Zitat des Tages von Zadie Smith:
I just can't get used to the idea of being somebody unreal in people's minds. I can't live my life like that. And it's just anathema to being a writer. It's not healthy.
I have an ambition to write a great book, but that's really a competition with myself. I've noticed that a lot of young writers, people in all media, want to be famous but they don't really want to do anything. I can't think of anything less worth striving for than fame.
Protect the time and space in which you write. Keep everybody away from it, even the people who are most important to you.
I recognize myself to be an intensely naive person. Most novelists are, despite frequent pretensions to deep socio-political insight.
It's a funny thing about rap, that when you say 'I' into the microphone, it's like a public confession. It's very strange.
Normally, young writers have all the time in the world and they don't always use it well.
If you asked me if I wanted more joyful experiences in my life, I wouldn't be at all sure I did, exactly because it proves such a difficult emotion to manage.
I love to dance, and sing - in the shower, not in public. I'm too old to go raving, but my fondest memories are of that kind of thing - dancing, with lots of people, outside if possible.
I like books that don't give you an easy ride. I like the feeling of discomfort. The sense of being implicated.
When a human being becomes a set of data on a website like Facebook, he or she is reduced. Everything shrinks. Individual character. Friendships. Language. Sensibility.
Cambridge was a joy. Tediously. People reading books in a posh place. It was my fantasy. I loved it. I miss it still.
There is a kind of desperate need for somebody to tell everyone what to do, which I find really peculiar in America. And then when you tell them, they're not interested, because it's also a country where everybody's opinion is their opinion, and they really don't give a damn what you think. So it's a very odd experience.
I'm most honest about writing when I'm talking to family or friends, not to newspapers.
If you love a young writer, maybe the best thing you can do is give them a little bit of space.
Well-run libraries are filled with people because what a good library offers cannot be easily found elsewhere: an indoor public space in which you do not have to buy anything in order to stay.
That's the thing about fiction writers: what seems alarming or particular or perverse about them is simply the shape of their brain - they cannot be otherwise.
One thing you can't intend is how you will be read. I hear it said a lot that my books are about the 'search for identity', and this is said admiringly, as if I meant to encourage such a search.

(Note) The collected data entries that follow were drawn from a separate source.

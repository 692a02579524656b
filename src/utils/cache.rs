// src/utils/cache.rs
use std::collections::HashMap;
use std::path::{Path, PathBuf};
use std::sync::Arc;

use gdal::Dataset;
use parking_lot::Mutex;
use tracing::trace;

use crate::error::Result;

/// Thread-safe cache for GDAL datasets
///
/// A band file read for several indices of one scene is opened once.
#[derive(Default)]
pub struct RasterCache {
    datasets: Mutex<HashMap<PathBuf, Arc<Mutex<Dataset>>>>,
}

impl RasterCache {
    pub fn new() -> Self {
        Self::default()
    }

    pub fn get_dataset<P: AsRef<Path>>(&self, path: P) -> Result<Arc<Mutex<Dataset>>> {
        let path = path.as_ref();
        let mut cache = self.datasets.lock();

        if let Some(dataset) = cache.get(path) {
            return Ok(Arc::clone(dataset));
        }

        trace!(path = %path.display(), "opening dataset");
        let dataset = Arc::new(Mutex::new(Dataset::open(path)?));
        cache.insert(path.to_path_buf(), Arc::clone(&dataset));

        Ok(dataset)
    }

    pub fn clear(&self) {
        self.datasets.lock().clear();
    }

    pub fn len(&self) -> usize {
        self.datasets.lock().len()
    }

    pub fn is_empty(&self) -> bool {
        self.datasets.lock().is_empty()
    }
}
// src/error.rs
use thiserror::Error;

use crate::bands::BandRole;

/// Errors raised by band resolution, index evaluation and the I/O collaborators.
#[derive(Error, Debug)]
pub enum Error {
    #[error("Unknown index: {0}")]
    UnknownIndex(String),

    #[error("Band {role} is not available from {source_name}")]
    MissingBand { role: BandRole, source_name: String },

    #[error("Band {role} was supplied but {index} does not use it")]
    UnexpectedBand { role: BandRole, index: String },

    #[error("Band {role} does not match {reference}: {detail}")]
    ShapeMismatch {
        role: BandRole,
        reference: BandRole,
        detail: String,
    },

    #[error("Pixel count {actual} does not match shape {shape:?}")]
    PixelCount { shape: (usize, usize), actual: usize },

    #[error("Index {0} is already registered")]
    DuplicateIndex(String),

    #[error("Invalid index definition {name}: {reason}")]
    InvalidDefinition { name: String, reason: String },

    #[error("Invalid band map for {satellite}: {reason}")]
    InvalidBandMap { satellite: String, reason: String },

    #[error("Invalid product: {0}. Must be one of 2A, 2B, 2C, all")]
    InvalidProduct(String),

    #[error("Unknown satellite: {0}")]
    UnknownSatellite(String),

    #[error("Unknown band role: {0}")]
    UnknownBandRole(String),

    #[error("Invalid geometry: {0}")]
    InvalidGeometry(String),

    #[error("Invalid date range: {start} is after {end}")]
    InvalidDateRange { start: String, end: String },

    #[error("No items available for computation")]
    NoItems,

    #[error("Item index {index} out of range. Available items: {len}")]
    ItemOutOfRange { index: usize, len: usize },

    #[error("Unsupported export type: {0}")]
    UnsupportedFormat(String),

    #[error("Unknown colormap: {0}")]
    UnknownColormap(String),

    #[error("Invalid scale factor {0}: must be between 1 and 10000")]
    InvalidScaleFactor(i32),

    #[error("{0} is not in the CRS of the target grid")]
    CrsMismatch(String),

    #[error("Clip geometry does not intersect {0}")]
    EmptyClip(String),

    #[error("I/O error: {0}")]
    Io(#[from] std::io::Error),

    #[error("GDAL error: {0}")]
    Gdal(#[from] gdal::errors::GdalError),

    #[error("JSON error: {0}")]
    Json(#[from] serde_json::Error),

    #[error("Image error: {0}")]
    Image(#[from] image::ImageError),
}

pub type Result<T> = std::result::Result<T, Error>;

English, as a subject, never really got over its upstart nature. It tries to bulk itself up with hopeless jargon and specious complexity, tries to imitate subjects it can never be.
Don't romanticise your 'vocation.' You can either write good sentences or you can't. There is no 'writer's lifestyle.' All that matters is what you leave on the page.
I read Carver. Julio Cortazar. Amis's essays. Baldwin. Lorrie Moore. Capote. Saramago. Larkin. Wodehouse. Anything, anything at all, that doesn't sound like me.
Tell the truth through whichever veil comes to hand - but tell it. Resign yourself to the lifelong sadness that comes from never being satisfied.
I like books that expose me to people unlike me and books that do battle against caricature or simplification. That, to me, is the heroic in fiction.
My short stories have always pushed twenty pages. That's no length for a short story to be. You either do them short like Carver or you stop trying.
Young people understand the world. They should be listened to on matters of politics and world organization. But they know nothing of their own lives.
Oh yes, my generation liked to be in some pain when they read. The harder it was, the more good we believed it was doing us.
Nabokov, who I loved more than any other writer when I was young, had such contempt for dialogue. When I was younger, I never wrote a word of dialogue because of him. I thought it was a childish part of a novel.
You can't state difference and also state equality. We have to state sameness to understand equality.
There's constantly this melancholy about British hip-hop. People are always waiting for it to explode like American hip-hop, but it might just be that British hip-hop will always be as it is: an underground thing which will stay that way.
I never attended a creative writing class in my life. I have a horror of them; most writers groups moonlight as support groups for the kind of people who think that writing is therapeutic. Writing is the exact opposite of therapy.
I'm very attracted to exile literature - particularly Nabokov - exactly because the idea of being away from home for any serious length of time is so inconceivable to me.
In my situation, every time I write a sentence, I'm thinking not only of the people I ended up in college with but my siblings, my family, my school friends, the people from my neighborhood. I've come to realize that this is an advantage, really: it keeps you on your toes.
It seems to me that we often commit ourselves wholly to something while knowing almost nothing concrete about it. Another word for that, I suppose, is 'faith.'
All novels attempt to cut neural routes through the brain, to convince us that down this road the true future of the novel lies.
As far as I'm concerned, if you want to find out about the last day of WWII or the roots of the Indian Mutiny, get thee to a books catalogue.
Writing is my way of expressing - and thereby eliminating - all the various ways we can be wrong-headed.
When I think of the books I love, there's always a little laughter in the dark.